If you don’t already know about Delmonico’s, then you’re missing out. For over a decade, I’ve gotten pissed off every time I’ve seen TV shows or news articles about steakhouses (both in NYC and throughout the country) that discussed a whole bunch of mediocre places without Delmonico’s even so much as being mentioned. I’m happy to see that trend is finally changing, and people are waking up.

Not only is this joint serving up some of the best steaks in town, but they were first. Yeah. That’s right, Peter Luger fans. This place was the first fine dining restaurant in America, opening its doors in 1837. They invented the “Delmonico” Steak (a boneless rib eye) and Delmonico Potatoes, obviously. But they also invented Chicken a la King, Baked Alaska, Lobster Newberg, Egg’s Benedict and Manhattan Clam Chowder.

It’s one thing to be first or to have been around a long time, but it’s quite another to be consistently top notch. While I’ve only been getting down on steaks for this blog for about six or seven years, I can honestly tell you that they’ve always been a top choice favorite of mine, sitting comfortably in my top three to five steakhouses for the entire time. Right now they are first on the leader board, at 97/100 points. The 45-day dry aged rib eye is one of the best steaks I’ve ever eaten, and their bacon is hands down the best in the city. My full review base on several visits is HERE.

But anyway, on to the point of this article.

This month Delmonico’s is celebrating its 180th year in operation. Starting on 9/14 they’re offering 180-day dry aged bone-in rib eye steaks to mark the occasion. They’re being served on keepsake plates that you get to take home, featuring the artwork of New Yorker cartoonist John Donohue.

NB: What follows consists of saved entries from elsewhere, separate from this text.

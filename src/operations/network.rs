//! Network data assembly

use super::{cell_text, single, string_input, table_input};
use crate::core::{DataType, Edge, FieldSchema, NetworkData, Node, StepConfig, Table, Value, ValueMap};
use crate::registry::{Module, ModuleError, ModuleSchema};
use async_trait::async_trait;
use std::collections::{BTreeMap, HashSet};

/// `create.network_data.from.tables`
///
/// Edges come from an edges table (source and target columns); node
/// labels and attributes from an optional nodes table. Nodes referenced
/// only by edges are added without a label.
pub struct NetworkFromTablesModule;

#[async_trait]
impl Module for NetworkFromTablesModule {
    fn schema(&self, _config: &StepConfig) -> Result<ModuleSchema, ModuleError> {
        let text = |name: &str, default: &str, doc: &str| {
            FieldSchema::new(name, DataType::String)
                .with_default(Value::String(default.to_string()))
                .with_doc(doc)
        };

        Ok(ModuleSchema::new()
            .input(FieldSchema::new("edges", DataType::Table).with_doc("One row per edge"))
            .input(
                FieldSchema::new("nodes", DataType::Table)
                    .with_doc("One row per node")
                    .optional(),
            )
            .input(text("source_column_name", "source", "Edges column holding the source node id"))
            .input(text("target_column_name", "target", "Edges column holding the target node id"))
            .input(
                FieldSchema::new("edges_column_map", DataType::Dict)
                    .with_doc("Rename edges columns before use (old name -> new name)")
                    .optional(),
            )
            .input(text("id_column_name", "id", "Nodes column holding the node id"))
            .input(text("label_column_name", "label", "Nodes column holding the node label"))
            .input(
                FieldSchema::new("nodes_column_map", DataType::Dict)
                    .with_doc("Rename nodes columns before use (old name -> new name)")
                    .optional(),
            )
            .output(FieldSchema::new("network_data", DataType::NetworkData)))
    }

    async fn process(&self, _config: &StepConfig, inputs: &ValueMap) -> Result<ValueMap, ModuleError> {
        let edges_table = renamed(table_input(inputs, "edges")?, inputs.get("edges_column_map"), "edges_column_map")?;
        let source_column = string_input(inputs, "source_column_name")?;
        let target_column = string_input(inputs, "target_column_name")?;

        let column = |table: &Table, name: &str, field: &str| -> Result<usize, ModuleError> {
            table.columns.iter().position(|c| c.name == name).ok_or_else(|| {
                ModuleError::invalid_input(
                    field,
                    format!("no column '{}' (available: {})", name, table.column_names().join(", ")),
                )
            })
        };

        let mut network = NetworkData::default();
        let mut known = HashSet::new();

        if inputs.contains_key("nodes") {
            let nodes_table =
                renamed(table_input(inputs, "nodes")?, inputs.get("nodes_column_map"), "nodes_column_map")?;
            let id_index = column(&nodes_table, string_input(inputs, "id_column_name")?, "id_column_name")?;
            let label_name = string_input(inputs, "label_column_name")?;
            let label_index = nodes_table.columns.iter().position(|c| c.name == label_name);

            for row in 0..nodes_table.num_rows() {
                let id = node_id(&nodes_table.columns[id_index].values[row], "id_column_name")?;
                if !known.insert(id.clone()) {
                    return Err(ModuleError::invalid_input("nodes", format!("duplicate node id '{}'", id)));
                }
                let label = label_index.and_then(|i| cell_text(&nodes_table.columns[i].values[row]));
                network.nodes.push(Node {
                    id,
                    label,
                    attributes: attributes(&nodes_table, row, &[Some(id_index), label_index]),
                });
            }
        }

        let source_index = column(&edges_table, source_column, "source_column_name")?;
        let target_index = column(&edges_table, target_column, "target_column_name")?;

        for row in 0..edges_table.num_rows() {
            let source = node_id(&edges_table.columns[source_index].values[row], "source_column_name")?;
            let target = node_id(&edges_table.columns[target_index].values[row], "target_column_name")?;
            for id in [&source, &target] {
                if known.insert(id.clone()) {
                    network.nodes.push(Node {
                        id: id.clone(),
                        label: None,
                        attributes: BTreeMap::new(),
                    });
                }
            }
            network.edges.push(Edge {
                source,
                target,
                attributes: attributes(&edges_table, row, &[Some(source_index), Some(target_index)]),
            });
        }

        Ok(single("network_data", Value::NetworkData(network)))
    }
}

fn node_id(value: &Value, field: &str) -> Result<String, ModuleError> {
    cell_text(value)
        .map(|id| id.trim().to_string())
        .filter(|id| !id.is_empty())
        .ok_or_else(|| ModuleError::invalid_input(field, "node ids must be non-empty scalars"))
}

/// Copy of `table` with columns renamed through `map`
fn renamed(table: &Table, map: Option<&Value>, field: &str) -> Result<Table, ModuleError> {
    let mut table = table.clone();
    let Some(map) = map else {
        return Ok(table);
    };
    let Value::Dict(map) = map else {
        return Err(ModuleError::invalid_input(field, "expected a dict"));
    };

    for column in &mut table.columns {
        if let Some(new_name) = map.get(&column.name) {
            column.name = new_name
                .as_str()
                .ok_or_else(|| ModuleError::invalid_input(field, "column names must be strings"))?
                .to_string();
        }
    }
    Ok(table)
}

/// Cells of `row` outside the `skip` columns
fn attributes(table: &Table, row: usize, skip: &[Option<usize>]) -> BTreeMap<String, Value> {
    table
        .columns
        .iter()
        .enumerate()
        .filter(|(index, _)| !skip.contains(&Some(*index)))
        .map(|(_, column)| (column.name.clone(), column.values[row].clone()))
        .collect()
}
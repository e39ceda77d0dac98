//! Test: Topic Modeling - text corpus preparation from a folder of files

use crate::helpers::*;
use std::path::Path;
use std::sync::Arc;
use stepwire::core::config::WorkflowConfig;
use stepwire::core::{StepStatus, Value};
use stepwire::execution::SchedulingStrategy;
use stepwire::persistence::{InMemorySnapshotStore, SnapshotStore};
use stepwire::{OperationRegistry, Workflow, WorkflowError};

const TOPIC_MODELING: &str = r#"
alias: topic_modeling
doc: Tokenize and clean a corpus of newspaper texts, dated by file name
steps:
  - id: import_text_corpus
    operation: import.file_bundle
    config:
      constants: { include_file_types: [".txt"] }
  - id: create_text_corpus
    operation: create.table
    config: { source_type: text_file_bundle, target_type: table }
  - id: extract_texts_column
    operation: table.cut_column
    config:
      constants: { column_name: content }
  - id: extract_filename_column
    operation: table.cut_column
    config:
      constants: { column_name: file_name }
  - id: create_date_array
    operation: parse.date_array
  - id: create_stopwords_list
    operation: create.stopwords_list
  - id: tokenize_corpus
    operation: tokenize.texts_array
  - id: preprocess_corpus
    operation: preprocess.tokens_array
    config:
      defaults: { to_lowercase: true }
connections:
  - { target: create_text_corpus.text_file_bundle, source: import_text_corpus.file_bundle }
  - { target: extract_texts_column.table, source: create_text_corpus.table }
  - { target: extract_filename_column.table, source: create_text_corpus.table }
  - { target: create_date_array.array, source: extract_filename_column.array }
  - { target: tokenize_corpus.texts_array, source: extract_texts_column.array }
  - { target: preprocess_corpus.tokens_array, source: tokenize_corpus.tokens_array }
  - { target: preprocess_corpus.remove_stopwords, source: create_stopwords_list.stopwords_list }
input_aliases:
  text_corpus_folder_path: import_text_corpus.path
  date_parse_min: create_date_array.min_index
  date_parse_max: create_date_array.max_index
  date_force_non_null: create_date_array.force_non_null
  languages: create_stopwords_list.languages
  remove_all_numeric: preprocess_corpus.remove_all_numeric
  remove_short_tokens: preprocess_corpus.remove_short_tokens
  remove_stopwords: preprocess_corpus.remove_stopwords
output_aliases:
  preprocessed_tokens: preprocess_corpus.tokens_array
  date_array: create_date_array.date_array
inputs:
  date_parse_min: 11
  date_parse_max: 21
  languages: [italian]
  remove_all_numeric: true
  remove_short_tokens: 3
"#;

fn corpus(dir: &Path) {
    write_file(dir, "sole_24ore_1902-01-11.txt", "Il gatto e la volpe");
    write_file(dir, "sole_24ore_1902-01-12.txt", "La volpe corre nel bosco");
    write_file(dir, "volumes/sole_24ore_1917-10-20.txt", "Bosco 1902");
    write_file(dir, "notes.md", "not part of the corpus");
    write_file(dir, ".hidden.txt", "skipped");
}

async fn build(dir: &Path, strategy: SchedulingStrategy) -> Workflow {
    let registry = Arc::new(OperationRegistry::with_builtin_operations());
    let store: Arc<dyn SnapshotStore> = Arc::new(InMemorySnapshotStore::new());
    let mut workflow = WorkflowConfig::from_yaml(TOPIC_MODELING)
        .unwrap()
        .build(registry, store, false)
        .await
        .unwrap()
        .with_strategy(strategy);
    workflow
        .set_input(
            "text_corpus_folder_path",
            Some(Value::String(dir.to_string_lossy().into_owned())),
        )
        .unwrap();
    workflow
}

fn date_array(workflow: &Workflow) -> Vec<String> {
    let outputs = workflow.current_output_values();
    let Some(Value::Array(dates)) = outputs.get("date_array") else {
        panic!("date_array not produced: {:?}", outputs);
    };
    dates.iter().map(|d| d.as_str().unwrap().to_string()).collect()
}

fn token_lists(workflow: &Workflow) -> Vec<Vec<String>> {
    let outputs = workflow.current_output_values();
    let Some(Value::Array(documents)) = outputs.get("preprocessed_tokens") else {
        panic!("preprocessed_tokens not produced: {:?}", outputs);
    };
    documents
        .iter()
        .map(|document| {
            document
                .as_items()
                .unwrap()
                .iter()
                .map(|t| t.as_str().unwrap().to_string())
                .collect()
        })
        .collect()
}

#[tokio::test]
async fn test_corpus_preprocessing() {
    let dir = temp_dir("corpus");
    corpus(&dir);

    let mut workflow = build(&dir, SchedulingStrategy::Sequential).await;
    let summary = workflow.process_steps().await.unwrap();
    assert!(summary.failed.is_empty(), "failed: {:?}", summary.failed);

    assert_eq!(
        token_lists(&workflow),
        vec![
            vec!["gatto", "volpe"],
            vec!["volpe", "corre", "bosco"],
            vec!["bosco"],
        ]
    );

    std::fs::remove_dir_all(dir).ok();
}

#[tokio::test]
async fn test_parallel_matches_sequential() {
    let dir = temp_dir("corpus-parallel");
    corpus(&dir);

    let mut sequential = build(&dir, SchedulingStrategy::Sequential).await;
    let mut parallel = build(&dir, SchedulingStrategy::Parallel).await;
    let mut limited = build(&dir, SchedulingStrategy::LimitedParallel(2)).await;
    sequential.process_steps().await.unwrap();
    parallel.process_steps().await.unwrap();
    limited.process_steps().await.unwrap();

    assert_eq!(token_lists(&parallel), token_lists(&sequential));
    assert_eq!(token_lists(&limited), token_lists(&sequential));

    std::fs::remove_dir_all(dir).ok();
}

/// Changing the stopword languages re-runs only the stopword branch
#[tokio::test]
async fn test_changing_languages() {
    let dir = temp_dir("corpus-languages");
    corpus(&dir);

    let mut workflow = build(&dir, SchedulingStrategy::Sequential).await;
    workflow.process_steps().await.unwrap();

    workflow
        .set_input("languages", Some(Value::List(vec![])))
        .unwrap();
    let summary = workflow.process_steps().await.unwrap();
    assert_eq!(summary.executed, vec!["create_stopwords_list", "preprocess_corpus"]);
    assert_eq!(
        token_lists(&workflow),
        vec![
            // "il", "la" and "e" are still shorter than 3 characters
            vec!["gatto", "volpe"],
            vec!["volpe", "corre", "nel", "bosco"],
            vec!["bosco"],
        ]
    );

    std::fs::remove_dir_all(dir).ok();
}

#[tokio::test]
async fn test_dates_from_file_names() {
    let dir = temp_dir("corpus-dates");
    corpus(&dir);

    let mut workflow = build(&dir, SchedulingStrategy::Parallel).await;
    workflow.process_steps().await.unwrap();

    assert_eq!(date_array(&workflow), vec!["1902-01-11", "1902-01-12", "1917-10-20"]);

    std::fs::remove_dir_all(dir).ok();
}

/// A file name without a date fails the date branch, the tokens still come through
#[tokio::test]
async fn test_undated_file() {
    let dir = temp_dir("corpus-undated");
    corpus(&dir);
    write_file(&dir, "untitled_scan.txt", "Gatto");

    let mut workflow = build(&dir, SchedulingStrategy::Sequential).await;
    let summary = workflow.process_steps().await.unwrap();
    assert_eq!(summary.failed, vec!["create_date_array"]);
    assert_step_status(&workflow, "preprocess_corpus", StepStatus::Resolved);
    assert_eq!(token_lists(&workflow).len(), 4);

    workflow.set_input("date_force_non_null", Some(Value::Boolean(false))).unwrap();
    let summary = workflow.process_steps().await.unwrap();
    assert_eq!(summary.executed, vec!["create_date_array"]);
    assert_eq!(
        date_array(&workflow),
        vec!["1902-01-11", "1902-01-12", "", "1917-10-20"]
    );

    std::fs::remove_dir_all(dir).ok();
}

/// `remove_stopwords` is aliased but fed by the stopword step
#[tokio::test]
async fn test_connected_alias_is_not_settable() {
    let dir = temp_dir("corpus-alias");
    corpus(&dir);

    let mut workflow = build(&dir, SchedulingStrategy::Sequential).await;
    let err = workflow
        .set_input("remove_stopwords", Some(Value::List(vec![])))
        .unwrap_err();
    assert!(matches!(
        err,
        WorkflowError::AlreadyConnected { ref existing, .. } if existing == "create_stopwords_list.stopwords_list"
    ));

    workflow.process_steps().await.unwrap();
    assert_eq!(token_lists(&workflow)[0], vec!["gatto", "volpe"]);

    std::fs::remove_dir_all(dir).ok();
}
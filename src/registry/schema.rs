//! Declared inputs and outputs of a module

use crate::core::field::FieldSchema;
use serde::{Deserialize, Serialize};

/// Input and output fields a module declares for one configuration
#[derive(Debug, Clone, PartialEq, Default, Serialize, Deserialize)]
pub struct ModuleSchema {
    pub inputs: Vec<FieldSchema>,
    pub outputs: Vec<FieldSchema>,
}

impl ModuleSchema {
    pub fn new() -> Self {
        Self::default()
    }

    pub fn input(mut self, field: FieldSchema) -> Self {
        self.inputs.push(field);
        self
    }

    pub fn output(mut self, field: FieldSchema) -> Self {
        self.outputs.push(field);
        self
    }

    pub fn input_field(&self, name: &str) -> Option<&FieldSchema> {
        self.inputs.iter().find(|f| f.name == name)
    }

    pub fn output_field(&self, name: &str) -> Option<&FieldSchema> {
        self.outputs.iter().find(|f| f.name == name)
    }
}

The steak is about 28oz of bone-in rib eye, and it’s magnificent. I was invited in to try it with some other steak connoisseurs.

It has a deep nutty and earthy funk to it, while still remaining juicy and tender. Chef Billy Oliva really nails it. This cut is being offered at $380 and is easily shareable, since you also will need to try some of their signature apps, sides and desserts when you go.

But that’s not all. The restaurant has also invited a bunch of well known chefs to create dishes that celebrate Delmonico’s 180th. This special tribute menu is available from 9/14 through 10/14.

I was able to try a few of these items as well (I focused mostly on the beef-centric dishes, though I did try some others). My favorites were as follows:

Chili Rubbed Rib Eye with White Corn Pudding, by Michael Lomonaco, Porter House.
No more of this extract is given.